Mas aquele deus de quem muitos falam ainda não havia levado aquela mãe, ela ainda estava ”vivendo” por intermédio de aparelhos, já se passara três dias, e agonia de meu irmão parecia eterna, suas lágrimas já se extinguiram. E o Deus todo misericordioso ainda não havia decidido entrar em cena, exceto pela situação que aquela mulher estava passando.
Então eu preparei as malas e viajei de Castanha do Pará até Pacajá no mesmo Estado. Saí de minha cidade às 9:45 da noite, cheguei a Pacajá às 11: da manhã do dia seguinte. Ao chegar, meu irmão vem em minha direção, não consegui conter minhas lágrimas, abracei-o e tentei confortá-lo da melhor maneira possível. Infelizmente, nessas horas não há quase nada a dizer, principalmente sendo agnóstico como eu, ao contrário da maioria que lhe dizia que aquilo era a vontade de deus, eu preferia falar de coisas racionais que pudessem aliviar sua dor, ainda que fossem poucas naquele momento.
O velório começou cerca de 6 horas da manhã até o dia seguinte. Durante esse tempo, eu pude ouvir muitas coisas. Não discuti nada em relação à crença ou descrença em deus, mas pude perceber que as pessoas em geral dependem muito de tal crença, chegando até se sentirem mais aliviadas ao ouvir coisas do tipo “é a vontade de Deus”, “não se desespere, foi o plano do Senhor” etc.
Eu sei que tudo é uma questão de tempo. Pois logo meu irmão não mais chorará pela sua amada, é assim a natureza humana, o tempo nos alivia e nos conforma. Mas sei também o quanto é contraditório e sem sentido o que os crentes dizem acerca de um deus de amor. Nenhum pai bondoso deixaria 2 crianças sem mãe para trás, assim só porque ele sentiu vontade e pronto. Não. Embora eu admita que o consolo de um deus seja útil em horas de sofrimento, não consigo assimilar a existência de tal deus.

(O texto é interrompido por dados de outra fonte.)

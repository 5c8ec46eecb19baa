#[derive(Debug, thiserror::Error)]
pub enum Error {
    #[error(transparent)]
    IO(#[from] std::io::Error),

    #[error("Ingestion failed with: {0}")]
    Ingestion(String),

    #[error("Invalid catalog: {0}")]
    Catalog(String),

    #[error("Invalid configuration: {0}")]
    Config(String),

    #[error("Invalid command: {0}")]
    Command(String),
}
use std::fs::File;
use std::path::PathBuf;
use std::time::Duration;

use clap::Parser;

use crate::animator::DEFAULT_DURATION;
use crate::domain::{Catalog, Error, Money};
use crate::ingestion::CsvCatalogReader;
use crate::ticker::IntervalTicker;

const DEFAULT_BALANCE: i64 = 100_000_000_000;

#[derive(Debug, Clone, Parser)]
#[command(name = "spend_engine")]
#[command(about = "Spend a fixed fortune on a fixed catalog, one command per line")]
#[command(version)]
pub struct Config {
    /// Starting balance in whole currency units
    #[arg(long, env = "SPEND_BALANCE", default_value_t = DEFAULT_BALANCE, allow_negative_numbers = true)]
    pub balance: i64,

    /// Catalog CSV with an `id,name,price` header (built-in catalog if omitted)
    #[arg(long, env = "SPEND_CATALOG")]
    pub catalog: Option<PathBuf>,

    /// Balance animation length in milliseconds; 0 or less settles instantly
    #[arg(long, env = "SPEND_ANIMATION_MS", default_value_t = DEFAULT_DURATION.as_millis() as i64, allow_negative_numbers = true)]
    pub animation_ms: i64,

    /// Frame period in milliseconds
    #[arg(long, env = "SPEND_FRAME_MS", default_value_t = IntervalTicker::DEFAULT_PERIOD.as_millis() as u64)]
    pub frame_ms: u64,
}

impl Config {
    /// Opening balance as given; `Ledger::new` refuses negative values.
    pub fn initial_balance(&self) -> Money {
        Money(self.balance)
    }

    pub fn animation_duration(&self) -> Duration {
        u64::try_from(self.animation_ms)
            .map(Duration::from_millis)
            .unwrap_or(Duration::ZERO)
    }

    pub fn frame_period(&self) -> Duration {
        Duration::from_millis(self.frame_ms)
    }

    pub fn load_catalog(&self) -> Result<Catalog, Error> {
        match &self.catalog {
            Some(path) => CsvCatalogReader::new(File::open(path)?).read(),
            None => Ok(Catalog::default()),
        }
    }
}
pub mod action;
pub mod error;
pub mod ledger;
pub mod money;
pub mod ownership;
pub mod product;
pub mod quantity;
pub mod traits;

pub use action::Action;
pub use error::Error;
pub use ledger::Ledger;
pub use money::Money;
pub use ownership::{BalanceChange, OwnershipState};
pub use product::{Catalog, Product, ProductId};
pub use traits::{ActionStream, DeadLetterQueue, View};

Enfim, às vezes não sentimos o grau de tristeza e conturbação que alguém pode sentir em momentos de sofrimento profundo; muitas vezes, nós ateus e agnósticos, não temos noção da fraqueza que há dentro de nós e como podemos nos comportar nessas horas. A dor tira a capacidade de pensar de uma pessoa. Talvez seja por isso que, mesmo sendo livre pensadores e conscientes em relação às falácias por trás das crenças cegas, nós ainda precisamos avançar muito para compreender as fraquezas dentro de nós como seres humanos, pois uma coisa é gozar de boa saúde e tranquilidade, outra é se deparar com um caminho onde você não sabe o que fazer diante de situações profundamente conturbadoras da vida.

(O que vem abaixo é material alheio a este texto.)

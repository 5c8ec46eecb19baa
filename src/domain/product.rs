use std::collections::HashSet;

use crate::domain::{Error, Money};

pub type ProductId = u32;

#[derive(Debug, Clone, PartialEq, Eq)]
pub struct Product {
    pub id: ProductId,
    pub name: String,
    pub price: Money, // unit price, always positive
}

impl Product {
    pub fn new(id: ProductId, name: impl Into<String>, price: Money) -> Self {
        Self {
            id,
            name: name.into(),
            price,
        }
    }
}

/// Fixed, ordered list of purchasable products. Never mutated once built.
#[derive(Debug, Clone, PartialEq, Eq)]
pub struct Catalog {
    products: Vec<Product>,
}

impl Catalog {
    pub fn new(products: Vec<Product>) -> Result<Self, Error> {
        if products.is_empty() {
            return Err(Error::Catalog("catalog has no products".to_string()));
        }

        let mut seen = HashSet::with_capacity(products.len());
        for product in &products {
            if !seen.insert(product.id) {
                return Err(Error::Catalog(format!(
                    "duplicate product id {}",
                    product.id
                )));
            }
            if product.price <= Money::zero() {
                return Err(Error::Catalog(format!(
                    "product {} has non-positive price {}",
                    product.id, product.price
                )));
            }
        }

        Ok(Self { products })
    }

    pub fn get(&self, id: ProductId) -> Option<&Product> {
        self.products.iter().find(|p| p.id == id)
    }

    pub fn iter(&self) -> impl Iterator<Item = &Product> {
        self.products.iter()
    }

    pub fn len(&self) -> usize {
        self.products.len()
    }

    pub fn is_empty(&self) -> bool {
        self.products.is_empty()
    }
}

impl Default for Catalog {
    fn default() -> Self {
        let products = [
            (1, "Laptop", 500_000),
            (2, "Phone", 200_000),
            (3, "Tablet", 150_000),
            (4, "Headphones", 50_000),
            (5, "Smart Watch", 100_000),
            (6, "Monitor", 250_000),
            (7, "Keyboard", 30_000),
            (8, "Mouse", 20_000),
            (9, "Printer", 120_000),
            (10, "Camera", 400_000),
            (11, "Speaker", 80_000),
            (12, "Microphone", 60_000),
            (13, "External Disk", 90_000),
            (14, "Game Console", 350_000),
            (15, "Television", 700_000),
        ]
        .into_iter()
        .map(|(id, name, price)| Product::new(id, name, Money(price)))
        .collect();

        Self { products }
    }
}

Sei também que a verdade, a sinceridade, a honestidade e a franqueza são muito melhores do que o consolo ilusório da existência de um deus que cuida de seus filhos. Mas também sei que ainda estamos longe de aprender a acalentar um coração quebrado perante perdas tão dolorosas que só uma ilusão pode torná-la menos reais e dolorosas. Pois a morte, em muitos casos, só pode ser camuflada por intermédio de uma droga: a ilusão de deus.